I am working on getting Tesseract to recognize VINs for an application I am developing. I have a clean VIN image (work around to be black text on white background). Have traineddata using fonts Courier, HelveticaNeue, LatoBold, LatoLight, OpenSans, and RobotoSlab as a first attempt. I've also limited the unicharset to A-Z except I and O and 0-9.

The result is not very good. It returns a great deal of characters that surpass the number of characters present (17). Is there a way to limit tesseract to only detecting a 17 character word in one line? I'd also like to have tesseract prefer, but not require, the last 5 characters to be digits. There are a few other preferences that may help too, but I want to start with these.
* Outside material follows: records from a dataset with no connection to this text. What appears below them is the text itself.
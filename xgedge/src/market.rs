//! Bookmaker markets: recovering fair probabilities from quoted decimal prices.

use std::ops::RangeInclusive;

use crate::probs::SliceExt;

pub type PriceBounds = RangeInclusive<f64>;

/// Prices accepted from a bookmaker, in decimal odds.
pub const DECIMAL_PRICE_BOUNDS: PriceBounds = 1.01..=f64::INFINITY;

const POWER_MAX_ITERATIONS: usize = 200;
const POWER_TOLERANCE: f64 = 1e-12;

#[derive(Debug, Clone, PartialEq)]
pub struct Overround {
    pub method: OverroundMethod,
    pub value: f64,
}
impl Overround {
    /// The bookmaker's margin as a fraction of the fair book.
    pub fn margin(&self) -> f64 {
        self.value - 1.0
    }
}

#[derive(Debug, Clone, PartialEq, Eq, Hash)]
pub enum OverroundMethod {
    /// Implied probabilities are divided by their sum.
    Multiplicative,

    /// Implied probabilities are raised to the common exponent that restores the fair sum.
    Power,
}

#[derive(Debug, Clone)]
pub struct Market {
    pub probs: Vec<f64>,
    pub prices: Vec<f64>,
    pub overround: Overround,
}
impl Market {
    /// Fits a market to the quoted `prices`, such that the derived probabilities sum to `fair_sum`.
    /// The prices are expected to be strictly greater than 1.
    pub fn fit(method: &OverroundMethod, prices: Vec<f64>, fair_sum: f64) -> Self {
        match method {
            OverroundMethod::Multiplicative => Self::fit_multiplicative(prices, fair_sum),
            OverroundMethod::Power => Self::fit_power(prices, fair_sum),
        }
    }

    fn fit_multiplicative(prices: Vec<f64>, fair_sum: f64) -> Self {
        let mut probs: Vec<_> = prices.invert().collect();
        let overround = probs.normalise(fair_sum) / fair_sum;
        Self {
            probs,
            prices,
            overround: Overround {
                method: OverroundMethod::Multiplicative,
                value: overround,
            },
        }
    }

    fn fit_power(prices: Vec<f64>, fair_sum: f64) -> Self {
        let implied: Vec<_> = prices.invert().collect();
        let overround = implied.sum() / fair_sum;
        let booksum = |exponent: f64| implied.iter().map(|prob| prob.powf(exponent)).sum::<f64>();

        let (mut low, mut high) = (0.0, 1.0);
        for _ in 0..POWER_MAX_ITERATIONS {
            if booksum(high) <= fair_sum {
                break;
            }
            low = high;
            high *= 2.0;
        }
        for _ in 0..POWER_MAX_ITERATIONS {
            let mid = (low + high) / 2.0;
            if booksum(mid) > fair_sum {
                low = mid;
            } else {
                high = mid;
            }
            if high - low < POWER_TOLERANCE {
                break;
            }
        }

        let exponent = (low + high) / 2.0;
        let probs = implied.iter().map(|prob| prob.powf(exponent)).collect();
        Self {
            probs,
            prices,
            overround: Overround {
                method: OverroundMethod::Power,
                value: overround,
            },
        }
    }
}
//! The joint distribution of full-time scores, held as a dense matrix with home goals along the
//! rows and away goals along the columns.

use std::cmp::Ordering;

use xgedge::linear::matrix::Matrix;
use xgedge::poisson;
use xgedge::probs::SliceExt;

use crate::domain::{ByOutcome, Outcome, Score, Side};
use crate::goal_rate::GoalRates;

#[derive(Debug, Clone, PartialEq)]
pub struct ProbableScore {
    pub score: Score,
    pub prob: f64,
}

/// A zeroed grid spanning `0..=max_goals` for each side.
pub fn allocate(max_goals: u8) -> Matrix<f64> {
    let dim = max_goals as usize + 1;
    Matrix::allocate(dim, dim)
}

/// Fills the grid with the product of two independent Poisson distributions.
pub fn from_univariate_poisson(home_rate: f64, away_rate: f64, scoregrid: &mut Matrix<f64>) {
    let mut home_probs = vec![0.0; scoregrid.rows()];
    let mut away_probs = vec![0.0; scoregrid.cols()];
    poisson::fill_series(home_rate, &mut home_probs);
    poisson::fill_series(away_rate, &mut away_probs);
    for (home_goals, &home_prob) in home_probs.iter().enumerate() {
        for (away_goals, &away_prob) in away_probs.iter().enumerate() {
            scoregrid[(home_goals, away_goals)] = home_prob * away_prob;
        }
    }
}

/// Applies the simplified Dixon-Coles low-score correction. Only the 0-0, 1-1, 0-1 and 1-0 cells
/// are touched, and only those that fall within the grid; the grid is not renormalised.
pub fn apply_dixon_coles(rho: f64, scoregrid: &mut Matrix<f64>) {
    for (home_goals, away_goals, factor) in [
        (0, 0, 1.0 - rho),
        (1, 1, 1.0 - rho),
        (0, 1, 1.0 + rho),
        (1, 0, 1.0 + rho),
    ] {
        if home_goals < scoregrid.rows() && away_goals < scoregrid.cols() {
            scoregrid[(home_goals, away_goals)] *= factor;
        }
    }
}

/// Builds a `(max_goals + 1)`-square grid from the expected goals of either side, optionally
/// applying the low-score correction.
pub fn build(goal_rates: &GoalRates, max_goals: u8, rho: Option<f64>) -> Matrix<f64> {
    let mut scoregrid = allocate(max_goals);
    from_univariate_poisson(goal_rates.home, goal_rates.away, &mut scoregrid);
    if let Some(rho) = rho {
        apply_dixon_coles(rho, &mut scoregrid);
    }
    scoregrid
}

/// Sum over the entire grid. Less than 1 by the uncaptured tail.
pub fn total_mass(scoregrid: &Matrix<f64>) -> f64 {
    scoregrid.flatten().sum()
}

pub fn outcome_probs(scoregrid: &Matrix<f64>) -> ByOutcome<f64> {
    ByOutcome::new(
        Outcome::Home.gather(scoregrid),
        Outcome::Draw.gather(scoregrid),
        Outcome::Away.gather(scoregrid),
    )
}

pub fn home_away_expectations(scoregrid: &Matrix<f64>) -> (f64, f64) {
    let (mut home_expectation, mut away_expectation) = (0.0, 0.0);
    for (home_goals, away_goals, &prob) in scoregrid.cells() {
        home_expectation += home_goals as f64 * prob;
        away_expectation += away_goals as f64 * prob;
    }
    (home_expectation, away_expectation)
}

/// Probability that the total goals exceed `line`.
pub fn goals_over(line: u8, scoregrid: &Matrix<f64>) -> f64 {
    let line = line as usize;
    scoregrid
        .cells()
        .filter(|(home_goals, away_goals, _)| home_goals + away_goals > line)
        .map(|(_, _, prob)| prob)
        .sum()
}

/// Probability that the total goals fall short of `line`.
pub fn goals_under(line: u8, scoregrid: &Matrix<f64>) -> f64 {
    let line = line as usize;
    scoregrid
        .cells()
        .filter(|(home_goals, away_goals, _)| home_goals + away_goals < line)
        .map(|(_, _, prob)| prob)
        .sum()
}

pub fn both_score(scoregrid: &Matrix<f64>) -> f64 {
    scoregrid
        .cells()
        .filter(|&(home_goals, away_goals, _)| home_goals > 0 && away_goals > 0)
        .map(|(_, _, prob)| prob)
        .sum()
}

pub fn correct_score(score: &Score, scoregrid: &Matrix<f64>) -> f64 {
    let (row, col) = (score.home as usize, score.away as usize);
    if row < scoregrid.rows() && col < scoregrid.cols() {
        scoregrid[(row, col)]
    } else {
        0.0
    }
}

/// The `n` most probable scores, in descending order of probability. Ties are broken in favour
/// of the score appearing first in row-major order.
pub fn most_likely(n: usize, scoregrid: &Matrix<f64>) -> Vec<ProbableScore> {
    let mut scores: Vec<_> = scoregrid
        .cells()
        .map(|(home_goals, away_goals, &prob)| ProbableScore {
            score: Score::new(home_goals as u8, away_goals as u8),
            prob,
        })
        .collect();
    scores.sort_by(|a, b| b.prob.partial_cmp(&a.prob).unwrap_or(Ordering::Equal));
    scores.truncate(n);
    scores
}

impl Outcome {
    /// Sums the cells of the grid in which this outcome occurs.
    pub fn gather(&self, scoregrid: &Matrix<f64>) -> f64 {
        match self {
            Outcome::Home => Self::gather_win(Side::Home, scoregrid),
            Outcome::Draw => Self::gather_draw(scoregrid),
            Outcome::Away => Self::gather_win(Side::Away, scoregrid),
        }
    }

    fn gather_win(side: Side, scoregrid: &Matrix<f64>) -> f64 {
        let mut prob = 0.0;
        match side {
            Side::Home => {
                for row in 1..scoregrid.rows() {
                    for col in 0..usize::min(row, scoregrid.cols()) {
                        prob += scoregrid[(row, col)];
                    }
                }
            }
            Side::Away => {
                for col in 1..scoregrid.cols() {
                    for row in 0..usize::min(col, scoregrid.rows()) {
                        prob += scoregrid[(row, col)];
                    }
                }
            }
        }
        prob
    }

    fn gather_draw(scoregrid: &Matrix<f64>) -> f64 {
        let mut prob = 0.0;
        for index in 0..usize::min(scoregrid.rows(), scoregrid.cols()) {
            prob += scoregrid[(index, index)];
        }
        prob
    }
}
I'm not sure how to go about setting up those preferences.

Also, any suggestions past these on being able to clean up the OCR to read more correctly would be helpful. I can't post full data and image here (they're VINs. I'd need permission to do so), but I can say that a in one instance WM is coming back as 6W6M and that the digits 67258 are coming back as 572S5 in another.

Any guidance would be appreciated. I'll provide whatever information I can.

Thanks!

ShreeDevi Kumar

unread,

Nov 11, 2014, 12:32:55 PM11/11/14

to tesser...@googlegroups.com

Have you tested with the English traineddata from the git tessdata repo?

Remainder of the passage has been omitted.